▶ [EXERCISE DETAILS] Locate the word "tracked" in the data below, then copy every line that holds it.

Stored entries
========

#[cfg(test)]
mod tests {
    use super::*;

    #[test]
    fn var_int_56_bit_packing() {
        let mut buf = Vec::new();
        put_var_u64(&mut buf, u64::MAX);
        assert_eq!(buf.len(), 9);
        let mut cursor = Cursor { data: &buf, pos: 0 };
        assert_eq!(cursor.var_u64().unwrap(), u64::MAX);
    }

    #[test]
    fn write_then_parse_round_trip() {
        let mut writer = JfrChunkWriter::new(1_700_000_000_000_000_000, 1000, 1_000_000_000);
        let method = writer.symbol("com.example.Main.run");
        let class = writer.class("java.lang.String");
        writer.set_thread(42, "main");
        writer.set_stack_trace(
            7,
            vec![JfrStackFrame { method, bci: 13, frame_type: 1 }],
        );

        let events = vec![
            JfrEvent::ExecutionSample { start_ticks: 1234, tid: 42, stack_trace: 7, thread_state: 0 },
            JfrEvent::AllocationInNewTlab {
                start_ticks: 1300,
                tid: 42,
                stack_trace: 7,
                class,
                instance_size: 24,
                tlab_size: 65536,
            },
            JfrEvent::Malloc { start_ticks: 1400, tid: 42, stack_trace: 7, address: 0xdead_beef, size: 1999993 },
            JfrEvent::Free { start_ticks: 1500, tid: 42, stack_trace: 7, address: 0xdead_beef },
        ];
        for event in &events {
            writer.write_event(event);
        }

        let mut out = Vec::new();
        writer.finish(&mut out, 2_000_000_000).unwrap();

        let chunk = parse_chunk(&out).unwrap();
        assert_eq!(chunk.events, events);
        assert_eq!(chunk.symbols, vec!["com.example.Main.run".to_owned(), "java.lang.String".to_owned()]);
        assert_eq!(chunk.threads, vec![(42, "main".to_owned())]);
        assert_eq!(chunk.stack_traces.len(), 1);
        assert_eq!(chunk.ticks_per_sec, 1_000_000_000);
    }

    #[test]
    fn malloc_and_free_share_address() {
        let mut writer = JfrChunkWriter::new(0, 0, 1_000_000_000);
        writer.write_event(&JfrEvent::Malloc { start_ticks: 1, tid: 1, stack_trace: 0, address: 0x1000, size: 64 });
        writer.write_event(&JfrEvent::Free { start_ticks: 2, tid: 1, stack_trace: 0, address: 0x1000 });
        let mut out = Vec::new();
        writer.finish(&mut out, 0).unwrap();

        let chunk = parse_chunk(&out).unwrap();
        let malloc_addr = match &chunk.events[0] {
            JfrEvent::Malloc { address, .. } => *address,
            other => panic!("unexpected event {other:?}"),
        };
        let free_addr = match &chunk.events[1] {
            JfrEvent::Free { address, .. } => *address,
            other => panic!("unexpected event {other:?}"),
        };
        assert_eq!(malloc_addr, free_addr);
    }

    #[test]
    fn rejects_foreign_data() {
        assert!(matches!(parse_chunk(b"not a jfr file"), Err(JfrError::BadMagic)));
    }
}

========

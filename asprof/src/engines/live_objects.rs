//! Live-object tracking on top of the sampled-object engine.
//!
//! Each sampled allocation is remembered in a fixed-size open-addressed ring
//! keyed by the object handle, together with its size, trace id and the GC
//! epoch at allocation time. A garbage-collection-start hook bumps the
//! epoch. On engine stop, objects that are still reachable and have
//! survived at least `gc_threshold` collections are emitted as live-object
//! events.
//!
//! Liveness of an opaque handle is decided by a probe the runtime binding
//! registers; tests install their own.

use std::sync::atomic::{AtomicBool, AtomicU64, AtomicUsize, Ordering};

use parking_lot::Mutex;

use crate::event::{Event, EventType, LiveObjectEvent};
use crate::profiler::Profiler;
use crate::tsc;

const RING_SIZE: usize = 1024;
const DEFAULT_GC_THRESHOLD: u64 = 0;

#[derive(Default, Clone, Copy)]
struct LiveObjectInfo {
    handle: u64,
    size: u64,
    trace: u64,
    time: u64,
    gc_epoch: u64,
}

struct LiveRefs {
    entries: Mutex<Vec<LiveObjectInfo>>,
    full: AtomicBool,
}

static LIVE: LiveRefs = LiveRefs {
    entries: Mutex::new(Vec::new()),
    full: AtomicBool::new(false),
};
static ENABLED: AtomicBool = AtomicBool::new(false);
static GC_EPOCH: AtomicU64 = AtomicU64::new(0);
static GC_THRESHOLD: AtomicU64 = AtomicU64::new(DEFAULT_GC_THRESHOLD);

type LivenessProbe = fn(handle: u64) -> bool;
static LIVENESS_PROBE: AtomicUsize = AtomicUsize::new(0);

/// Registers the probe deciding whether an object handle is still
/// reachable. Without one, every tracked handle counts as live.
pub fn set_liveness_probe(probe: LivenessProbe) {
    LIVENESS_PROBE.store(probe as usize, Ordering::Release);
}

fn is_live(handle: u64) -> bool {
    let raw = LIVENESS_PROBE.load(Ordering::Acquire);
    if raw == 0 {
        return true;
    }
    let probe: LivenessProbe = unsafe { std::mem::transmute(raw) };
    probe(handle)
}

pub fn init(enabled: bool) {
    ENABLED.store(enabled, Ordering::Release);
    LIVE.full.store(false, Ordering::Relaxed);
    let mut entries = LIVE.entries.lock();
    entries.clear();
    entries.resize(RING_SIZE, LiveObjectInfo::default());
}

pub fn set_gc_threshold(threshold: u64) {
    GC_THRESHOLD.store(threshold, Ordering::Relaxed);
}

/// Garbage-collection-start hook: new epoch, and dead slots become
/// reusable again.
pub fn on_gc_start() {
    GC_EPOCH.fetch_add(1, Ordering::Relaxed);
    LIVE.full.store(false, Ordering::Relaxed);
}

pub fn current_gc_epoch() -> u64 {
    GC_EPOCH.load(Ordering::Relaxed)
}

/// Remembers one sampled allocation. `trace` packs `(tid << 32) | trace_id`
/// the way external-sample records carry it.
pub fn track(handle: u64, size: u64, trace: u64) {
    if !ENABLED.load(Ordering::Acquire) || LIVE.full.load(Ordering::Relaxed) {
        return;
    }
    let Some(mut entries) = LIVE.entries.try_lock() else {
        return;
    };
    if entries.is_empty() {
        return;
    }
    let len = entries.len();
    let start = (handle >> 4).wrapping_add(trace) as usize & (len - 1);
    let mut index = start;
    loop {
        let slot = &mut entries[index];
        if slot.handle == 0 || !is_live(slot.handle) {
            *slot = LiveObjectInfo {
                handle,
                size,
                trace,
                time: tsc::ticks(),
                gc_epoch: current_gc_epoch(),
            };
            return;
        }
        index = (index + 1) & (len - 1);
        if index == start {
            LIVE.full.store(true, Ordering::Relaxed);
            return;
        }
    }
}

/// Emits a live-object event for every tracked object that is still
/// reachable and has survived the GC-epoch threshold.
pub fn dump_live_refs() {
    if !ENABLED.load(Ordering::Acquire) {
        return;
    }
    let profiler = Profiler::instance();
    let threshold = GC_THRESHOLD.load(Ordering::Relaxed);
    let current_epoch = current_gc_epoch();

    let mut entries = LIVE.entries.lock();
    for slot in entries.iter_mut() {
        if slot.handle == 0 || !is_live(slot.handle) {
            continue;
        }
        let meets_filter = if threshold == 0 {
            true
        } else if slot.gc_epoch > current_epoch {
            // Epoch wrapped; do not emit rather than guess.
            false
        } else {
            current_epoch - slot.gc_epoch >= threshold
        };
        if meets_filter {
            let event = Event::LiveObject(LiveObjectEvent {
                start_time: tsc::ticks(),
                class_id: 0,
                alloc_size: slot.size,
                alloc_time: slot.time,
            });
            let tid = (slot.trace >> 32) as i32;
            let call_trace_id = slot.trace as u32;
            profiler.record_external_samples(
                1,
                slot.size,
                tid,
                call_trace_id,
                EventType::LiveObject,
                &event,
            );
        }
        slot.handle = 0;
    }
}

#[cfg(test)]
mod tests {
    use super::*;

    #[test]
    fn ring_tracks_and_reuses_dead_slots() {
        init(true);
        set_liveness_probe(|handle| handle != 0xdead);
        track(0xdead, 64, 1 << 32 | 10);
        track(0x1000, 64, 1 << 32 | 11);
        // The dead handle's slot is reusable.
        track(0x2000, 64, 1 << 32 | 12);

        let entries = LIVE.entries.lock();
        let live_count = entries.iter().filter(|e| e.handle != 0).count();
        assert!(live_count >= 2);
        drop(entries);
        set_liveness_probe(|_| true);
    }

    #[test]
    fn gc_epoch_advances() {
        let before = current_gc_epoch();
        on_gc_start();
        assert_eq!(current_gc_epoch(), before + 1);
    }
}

========

▶ [RESULT BELOW]
/// reachable. Without one, every tracked handle counts as live.
/// Emits a live-object event for every tracked object that is still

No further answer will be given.